SUPPLIED MATERIAL: Begin
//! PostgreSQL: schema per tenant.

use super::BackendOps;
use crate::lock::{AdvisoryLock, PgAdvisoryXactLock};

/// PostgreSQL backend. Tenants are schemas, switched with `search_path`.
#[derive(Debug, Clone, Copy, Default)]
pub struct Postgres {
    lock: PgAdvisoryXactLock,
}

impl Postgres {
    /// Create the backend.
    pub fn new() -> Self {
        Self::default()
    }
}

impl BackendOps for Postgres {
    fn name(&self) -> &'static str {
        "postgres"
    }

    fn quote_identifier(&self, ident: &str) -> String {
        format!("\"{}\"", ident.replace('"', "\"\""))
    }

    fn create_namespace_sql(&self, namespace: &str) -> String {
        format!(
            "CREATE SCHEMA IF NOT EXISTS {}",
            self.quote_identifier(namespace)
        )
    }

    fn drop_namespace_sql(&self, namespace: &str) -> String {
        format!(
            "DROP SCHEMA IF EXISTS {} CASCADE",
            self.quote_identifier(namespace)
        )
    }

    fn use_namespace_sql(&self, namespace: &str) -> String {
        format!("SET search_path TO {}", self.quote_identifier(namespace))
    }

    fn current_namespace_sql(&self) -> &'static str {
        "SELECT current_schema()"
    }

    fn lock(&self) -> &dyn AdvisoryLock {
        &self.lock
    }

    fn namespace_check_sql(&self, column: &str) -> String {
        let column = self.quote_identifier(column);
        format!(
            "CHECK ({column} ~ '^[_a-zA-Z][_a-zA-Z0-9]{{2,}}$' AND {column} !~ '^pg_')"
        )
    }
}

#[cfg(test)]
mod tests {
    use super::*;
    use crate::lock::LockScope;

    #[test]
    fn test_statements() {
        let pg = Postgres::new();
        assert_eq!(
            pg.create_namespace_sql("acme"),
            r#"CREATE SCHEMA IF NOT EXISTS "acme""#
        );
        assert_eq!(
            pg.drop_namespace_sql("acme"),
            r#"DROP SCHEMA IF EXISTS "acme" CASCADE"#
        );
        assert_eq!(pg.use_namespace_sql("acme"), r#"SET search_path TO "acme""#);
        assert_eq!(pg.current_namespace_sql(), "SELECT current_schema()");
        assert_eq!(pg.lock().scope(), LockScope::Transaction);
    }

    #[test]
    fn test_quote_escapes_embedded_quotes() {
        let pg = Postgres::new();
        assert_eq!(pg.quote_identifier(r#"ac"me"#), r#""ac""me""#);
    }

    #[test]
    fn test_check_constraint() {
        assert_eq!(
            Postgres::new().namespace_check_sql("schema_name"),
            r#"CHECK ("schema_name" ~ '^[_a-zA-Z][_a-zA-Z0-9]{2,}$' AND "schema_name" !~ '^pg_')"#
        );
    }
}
SUPPLIED MATERIAL: End
SUPPLIED MATERIAL: Begin
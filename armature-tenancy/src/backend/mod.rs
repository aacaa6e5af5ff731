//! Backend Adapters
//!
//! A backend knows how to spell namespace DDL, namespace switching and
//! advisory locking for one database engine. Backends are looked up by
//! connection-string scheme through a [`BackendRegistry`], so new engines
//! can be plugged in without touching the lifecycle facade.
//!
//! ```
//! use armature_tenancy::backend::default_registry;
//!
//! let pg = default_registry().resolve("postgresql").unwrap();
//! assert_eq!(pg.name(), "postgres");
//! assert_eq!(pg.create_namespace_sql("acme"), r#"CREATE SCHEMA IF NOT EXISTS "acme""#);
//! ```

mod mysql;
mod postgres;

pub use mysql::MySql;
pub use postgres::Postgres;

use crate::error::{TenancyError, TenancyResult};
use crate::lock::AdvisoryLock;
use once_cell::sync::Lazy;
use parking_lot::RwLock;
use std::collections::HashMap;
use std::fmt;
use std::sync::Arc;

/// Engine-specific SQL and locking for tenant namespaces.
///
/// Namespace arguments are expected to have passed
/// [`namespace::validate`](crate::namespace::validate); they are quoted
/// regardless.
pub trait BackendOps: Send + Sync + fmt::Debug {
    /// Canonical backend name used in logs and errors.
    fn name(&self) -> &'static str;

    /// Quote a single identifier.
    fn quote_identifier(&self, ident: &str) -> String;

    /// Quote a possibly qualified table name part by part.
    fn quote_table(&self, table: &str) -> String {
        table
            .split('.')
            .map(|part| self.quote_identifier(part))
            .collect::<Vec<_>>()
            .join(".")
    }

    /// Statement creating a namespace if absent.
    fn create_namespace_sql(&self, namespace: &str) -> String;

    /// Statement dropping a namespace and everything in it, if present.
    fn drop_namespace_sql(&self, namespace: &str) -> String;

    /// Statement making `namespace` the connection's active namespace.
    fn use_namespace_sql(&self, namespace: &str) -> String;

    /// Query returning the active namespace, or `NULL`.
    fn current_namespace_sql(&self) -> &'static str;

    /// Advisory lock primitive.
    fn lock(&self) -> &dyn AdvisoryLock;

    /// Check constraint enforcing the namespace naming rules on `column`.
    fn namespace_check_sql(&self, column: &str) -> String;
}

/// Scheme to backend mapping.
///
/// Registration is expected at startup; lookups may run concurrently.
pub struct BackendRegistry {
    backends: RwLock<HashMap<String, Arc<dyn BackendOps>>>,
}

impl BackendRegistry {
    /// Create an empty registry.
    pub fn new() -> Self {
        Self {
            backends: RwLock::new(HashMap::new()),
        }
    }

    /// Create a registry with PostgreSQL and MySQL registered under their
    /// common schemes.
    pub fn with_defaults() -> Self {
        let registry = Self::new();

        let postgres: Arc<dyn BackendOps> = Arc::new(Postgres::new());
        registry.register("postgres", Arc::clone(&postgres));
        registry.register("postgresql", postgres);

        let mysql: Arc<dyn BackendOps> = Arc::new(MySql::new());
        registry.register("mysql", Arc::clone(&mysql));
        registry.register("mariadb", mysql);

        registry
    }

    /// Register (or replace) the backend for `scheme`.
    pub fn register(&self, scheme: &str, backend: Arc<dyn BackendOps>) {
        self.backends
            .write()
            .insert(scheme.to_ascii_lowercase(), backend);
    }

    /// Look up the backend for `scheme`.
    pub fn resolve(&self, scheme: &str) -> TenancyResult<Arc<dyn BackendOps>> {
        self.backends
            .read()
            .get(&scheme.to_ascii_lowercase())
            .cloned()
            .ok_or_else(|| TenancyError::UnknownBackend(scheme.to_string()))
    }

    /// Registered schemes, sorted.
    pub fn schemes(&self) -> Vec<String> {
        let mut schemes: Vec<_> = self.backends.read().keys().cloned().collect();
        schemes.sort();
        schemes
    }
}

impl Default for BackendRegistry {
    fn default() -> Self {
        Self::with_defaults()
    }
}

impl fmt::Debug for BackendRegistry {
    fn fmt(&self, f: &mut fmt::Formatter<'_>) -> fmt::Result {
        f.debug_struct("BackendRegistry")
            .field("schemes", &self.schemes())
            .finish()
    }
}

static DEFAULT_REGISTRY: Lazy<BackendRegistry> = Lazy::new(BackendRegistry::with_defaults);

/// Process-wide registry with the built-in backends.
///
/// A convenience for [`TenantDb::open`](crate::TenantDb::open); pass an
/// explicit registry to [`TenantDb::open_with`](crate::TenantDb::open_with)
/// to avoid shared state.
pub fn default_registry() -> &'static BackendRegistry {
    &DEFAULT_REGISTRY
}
SUPPLIED MATERIAL: End
> [WHAT THE TASK REQUIRES]: From the records above, give again exactly the lines running from the line with "part by part." to the line with "let registry = Self::new();", inclusive.

> [TASK ANSWER]:
    /// Quote a possibly qualified table name part by part.
    fn quote_table(&self, table: &str) -> String {
        table
            .split('.')
            .map(|part| self.quote_identifier(part))
            .collect::<Vec<_>>()
            .join(".")
    }

    /// Statement creating a namespace if absent.
    fn create_namespace_sql(&self, namespace: &str) -> String;

    /// Statement dropping a namespace and everything in it, if present.
    fn drop_namespace_sql(&self, namespace: &str) -> String;

    /// Statement making `namespace` the connection's active namespace.
    fn use_namespace_sql(&self, namespace: &str) -> String;

    /// Query returning the active namespace, or `NULL`.
    fn current_namespace_sql(&self) -> &'static str;

    /// Advisory lock primitive.
    fn lock(&self) -> &dyn AdvisoryLock;

    /// Check constraint enforcing the namespace naming rules on `column`.
    fn namespace_check_sql(&self, column: &str) -> String;
}

/// Scheme to backend mapping.
///
/// Registration is expected at startup; lookups may run concurrently.
pub struct BackendRegistry {
    backends: RwLock<HashMap<String, Arc<dyn BackendOps>>>,
}

impl BackendRegistry {
    /// Create an empty registry.
    pub fn new() -> Self {
        Self {
            backends: RwLock::new(HashMap::new()),
        }
    }

    /// Create a registry with PostgreSQL and MySQL registered under their
    /// common schemes.
    pub fn with_defaults() -> Self {
        let registry = Self::new();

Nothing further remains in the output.